Critical reception of the PlayStation 2 port of No One Lives Forever was much less positive than the original version. It has a 70.12% ranking on GameRankings (42 reviews), and a score of 67 out of 100 on Metacritic (23 reviews). IGN gave the PlayStation 2 version an overall rating of 6.9 ("Passable") out of 10. The PlayStation 2 port received a 4.6 score ("Poor") out of 10 from GameSpot, and was panned mainly for the lack of the quicksave feature available in the PC version. The Mac OS X version of the game was given a 9.1 rating overall ("Outstanding") by IGN, and was called "a fabulous Mac version of this top notch game."
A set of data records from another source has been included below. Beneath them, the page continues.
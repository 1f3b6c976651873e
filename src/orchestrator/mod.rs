//! Pipeline orchestrator for coordinating teaser jobs.
//!
//! This module provides the infrastructure for running the processing
//! pipeline. Each job consists of a sequence of steps that validate,
//! execute, and record their results.
//!
//! # Architecture
//!
//! ```text
//! Pipeline
//!     ├── Step: Fetch
//!     ├── Step: Analyze
//!     ├── Step: Extract
//!     └── Step: Composite
//! ```

mod errors;
mod pipeline;
mod step;
pub mod steps;
mod types;

use std::path::PathBuf;
use std::sync::Arc;

use crate::config::Settings;
use crate::logging::{JobLogger, LogConfig};
use crate::models::{ContainerFormat, OutputArtifact, TeaserRequest};
use crate::scratch::ScratchDir;

pub use errors::{PipelineError, PipelineResult, StepError, StepResult};
pub use pipeline::{CancelHandle, Pipeline, PipelineRunResult};
pub use step::PipelineStep;
pub use steps::{AnalyzeStep, CompositeStep, ExtractStep, FetchStep};
pub use types::{
    AnalysisOutput, CompositeOutput, Context, ExtractOutput, FetchOutput, JobState,
    ProgressCallback, StepOutcome,
};

/// Create the standard teaser pipeline with all steps in order.
///
/// 1. Fetch - resolve the source to a local playable file
/// 2. Analyze - select highlight windows and a caption
/// 3. Extract - cut the top-scored highlights and join them
/// 4. Composite - burn in captions/logo/tagline (optional)
pub fn create_teaser_pipeline() -> Pipeline {
    Pipeline::new()
        .with_step(FetchStep::new())
        .with_step(AnalyzeStep::new())
        .with_step(ExtractStep::new())
        .with_step(CompositeStep::new())
}

/// Final result of a teaser job.
#[derive(Debug, Clone)]
pub struct TeaserResult {
    /// The produced teaser file.
    pub artifact: OutputArtifact,
    /// Social caption matching the requested tone.
    pub caption: String,
    /// Final job state manifest.
    pub state: JobState,
}

/// Run one teaser job end to end.
///
/// Creates a per-run scratch directory (torn down when the job ends,
/// success or failure), runs the pipeline, and moves the finished video
/// into the output directory as `teaser_{tone}_{duration}s.mp4`.
pub fn run_teaser_job(
    request: TeaserRequest,
    settings: &Settings,
    progress: Option<ProgressCallback>,
) -> PipelineResult<TeaserResult> {
    let job_name = format!(
        "teaser_{}_{}s",
        request.tone,
        request.target_duration as u64
    );

    let output_dir = PathBuf::from(&settings.paths.output_folder);
    std::fs::create_dir_all(&output_dir)
        .map_err(|e| PipelineError::setup_failed(&job_name, e.to_string()))?;

    let scratch = ScratchDir::create(&settings.paths.temp_root)
        .map_err(|e| PipelineError::setup_failed(&job_name, e.to_string()))?;

    let logger = JobLogger::new(
        job_name.as_str(),
        &settings.paths.logs_folder,
        LogConfig::from(&settings.logging),
        None,
    )
    .map_err(|e| PipelineError::setup_failed(&job_name, e.to_string()))?;
    let logger = Arc::new(logger);

    let mut ctx = Context::new(
        request,
        settings.clone(),
        job_name.as_str(),
        scratch.path().to_path_buf(),
        output_dir.clone(),
        Arc::clone(&logger),
    );
    if let Some(progress) = progress {
        ctx = ctx.with_progress_callback(progress);
    }

    let mut state = JobState::new(job_name.as_str());
    let pipeline = create_teaser_pipeline();
    pipeline.run(&ctx, &mut state)?;

    let source = state
        .current_video()
        .cloned()
        .ok_or_else(|| PipelineError::validation_failed(&job_name, "pipeline produced no video"))?;
    let final_path = output_dir.join(format!("{}.mp4", job_name));

    // Scratch lives on a potentially different filesystem; copy, don't
    // rename.
    std::fs::copy(&source, &final_path)
        .map_err(|e| PipelineError::setup_failed(&job_name, e.to_string()))?;
    logger.success(&format!("Teaser written to {}", final_path.display()));
    logger.close();

    let caption = state
        .analysis
        .as_ref()
        .map(|a| a.caption.clone())
        .unwrap_or_default();

    Ok(TeaserResult {
        artifact: OutputArtifact::new(final_path, ContainerFormat::Mp4),
        caption,
        state,
    })
}

#[cfg(test)]
mod tests {
    use super::*;

    #[test]
    fn standard_pipeline_step_order() {
        let pipeline = create_teaser_pipeline();
        assert_eq!(
            pipeline.step_names(),
            vec!["Fetch", "Analyze", "Extract", "Composite"]
        );
    }
}
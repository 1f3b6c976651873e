//! Download client interface and error classification.

use std::path::{Path, PathBuf};

use crate::errors::{MediaError, MediaResult};

/// What a single download attempt produced.
#[derive(Debug, Clone, PartialEq, Eq)]
pub enum Fetched {
    /// A single playable file with both video and audio.
    Combined(PathBuf),
    /// Separate video-only and audio-only files that still need merging.
    Split { video: PathBuf, audio: PathBuf },
}

/// One download strategy.
///
/// Implementations perform a single attempt; retry and fallback policy
/// lives in the [`Fetcher`](super::Fetcher).
pub trait DownloadClient: Send + Sync {
    /// Client name for logging and error context.
    fn name(&self) -> &str;

    /// Download the URL into `dest_dir`, performing one attempt.
    fn download(&self, url: &str, dest_dir: &Path) -> MediaResult<Fetched>;
}

/// Classify a download tool's stderr into the error taxonomy.
///
/// Transient file locks retry with backoff; age restriction,
/// unavailability, and sign-in walls are permanent.
pub fn classify_download_error(tool: &str, exit_code: i32, stderr: &str) -> MediaError {
    let lower = stderr.to_lowercase();

    if lower.contains("winerror 32")
        || lower.contains("permission denied")
        || lower.contains("being used by another process")
        || lower.contains("resource temporarily unavailable")
    {
        return MediaError::transient_io(last_line(stderr));
    }

    if lower.contains("age restricted") || lower.contains("age-restricted") {
        return MediaError::unavailable("Age-restricted video. Cannot download.");
    }
    if lower.contains("private video") || lower.contains("unavailable") {
        return MediaError::unavailable("Video is unavailable or private.");
    }
    if lower.contains("sign in") {
        return MediaError::unavailable("Video requires sign-in to access.");
    }

    MediaError::tool_failure(tool, exit_code, last_line(stderr))
}

fn last_line(stderr: &str) -> String {
    stderr
        .lines()
        .rev()
        .find(|line| !line.trim().is_empty())
        .unwrap_or("no error output")
        .trim()
        .to_string()
}

#[cfg(test)]
mod tests {
    use super::*;

    #[test]
    fn lock_errors_are_transient() {
        let err = classify_download_error(
            "yt-dlp",
            1,
            "ERROR: unable to rename file: [WinError 32] The process cannot access the file",
        );
        assert!(err.is_transient());

        let err = classify_download_error("yt-dlp", 1, "ERROR: Permission denied: 'video.mp4'");
        assert!(err.is_transient());
    }

    #[test]
    fn gated_content_is_permanent() {
        for stderr in [
            "ERROR: This video is age restricted",
            "ERROR: Video unavailable",
            "ERROR: Sign in to confirm your age",
            "ERROR: Private video",
        ] {
            let err = classify_download_error("yt-dlp", 1, stderr);
            assert!(
                matches!(err, MediaError::UnavailableSource { .. }),
                "expected permanent for {:?}, got {:?}",
                stderr,
                err
            );
        }
    }

    #[test]
    fn unknown_failure_is_tool_failure() {
        let err = classify_download_error("yt-dlp", 2, "ERROR: something odd\n");
        match err {
            MediaError::ToolFailure {
                tool, exit_code, ..
            } => {
                assert_eq!(tool, "yt-dlp");
                assert_eq!(exit_code, 2);
            }
            other => panic!("unexpected: {:?}", other),
        }
    }

    #[test]
    fn last_line_skips_blanks() {
        assert_eq!(last_line("first\nlast\n\n"), "last");
        assert_eq!(last_line(""), "no error output");
    }
}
In the United States, No One Lives Forever sold 36,501 copies by the end of 2000, which accounted for $1.32 million in revenue. The editors of PC Gamer US called these figures "a tragedy, and it's tough to nail a reason." By January 2002, the game's total sales had reached 350,000 copies.

Aggregate scores
| Aggregator | Score |
|---|---|
| GameRankings | (PC) 88.34% (PS2) 70.12% |
| Metacritic | (PC) 91/100 (PS2) 67/100 |

Review scores
| Publication | Score |
|---|---|
| Computer Gaming World | (PC) 4.5/5 |
| Eurogamer | (PC) 8/10 |
| GameSpot | (PC) 9.3/10 (PS2) 4.6/10 |
| IGN | (PC) 9.1/10 (PS2) 6.9/10 (Mac) 9.1/10 |
| Next Generation | (PC) 4/5 |
| Computer Games Magazine | (PC) 5/5 |

Awards
| Publication | Award |
|---|---|
| Game Developers Choice Awards | Game Spotlight Award for innovation (2001) |
| Computer Games Magazine | Game of the Year; Action Game of the Year |
| Computer Gaming World | Action Game of the Year |
| PC Gamer | Action Game of the Year |

===Awards===
No One Lives Forever has earned several Game of the Year awards in the video game press. NOLF was named "Game of the Year" and "Action Game of the Year" by Computer Games Magazine. It also received "Action Game of the Year" awards from Computer Gaming World and PC Gamer magazines. During the 4th Annual Interactive Achievement Awards, the Academy of Interactive Arts & Sciences nominated the game in the categories for "Game Play Engineering", "PC Action/Adventure", "PC Game of the Year", and "Game of the Year". NOLF was also nominated for the International Game Developers Association's 2001 Game Developers Choice Awards in four categories: Game of the Year, Original Character of the Year, Excellence in Level Design, and Game Spotlight Awards. Out of these, the game earned a Game Spotlight Award for innovation.

===Legacy===
Retrospective articles written about the game have also been positive. In a 2003 GameSpy feature called "The Top 25 Underrated Games of All Time", No One Lives Forever was ranked as #19, dubbing it and its sequel "two of the most memorable games of the past 10 years." In an article written in 2009 (nine years after the game's release), Eurogamer states that the game has "dated enormously but survives well", and that "you simply couldn't make No One Lives Forever today. You couldn't because it would be too long, require far too many assets, and most significantly of all, risk all the cost of development on a comedy game – a genre that no longer exists." In a 2010 online PC Gamer feature titled "Why you must replay No One Lives Forever", Tim Stone hailed the 10-year-old game's use of humor, and wrote that NOLF "is every bit the amusing, inventive, life-affirming experience I remembered."

===Fan-made re-release===
In 2017, both the original game and the sequel were released with fan-made patches as free downloads at the No One Lives Forever Revival Project.

==Sequel and spin-off==
The Operative: No One Lives Forever is the first game in the No One Lives Forever series. It was followed by a sequel in 2002, entitled No One Lives Forever 2: A Spy in H.A.R.M.'s Way. In 2003, a spin-off of the first two games was released, entitled Contract J.A.C.K.. Being a prequel to No One Lives Forever 2, it is chronologically set between the first two No One Lives Forever games. This stand-alone expansion pack is a shorter game, and unlike the previous titles, its main protagonist is not Cate Archer, but John Jack, who works for H.A.R.M. The game also focuses more on action gameplay, rather than on stealth.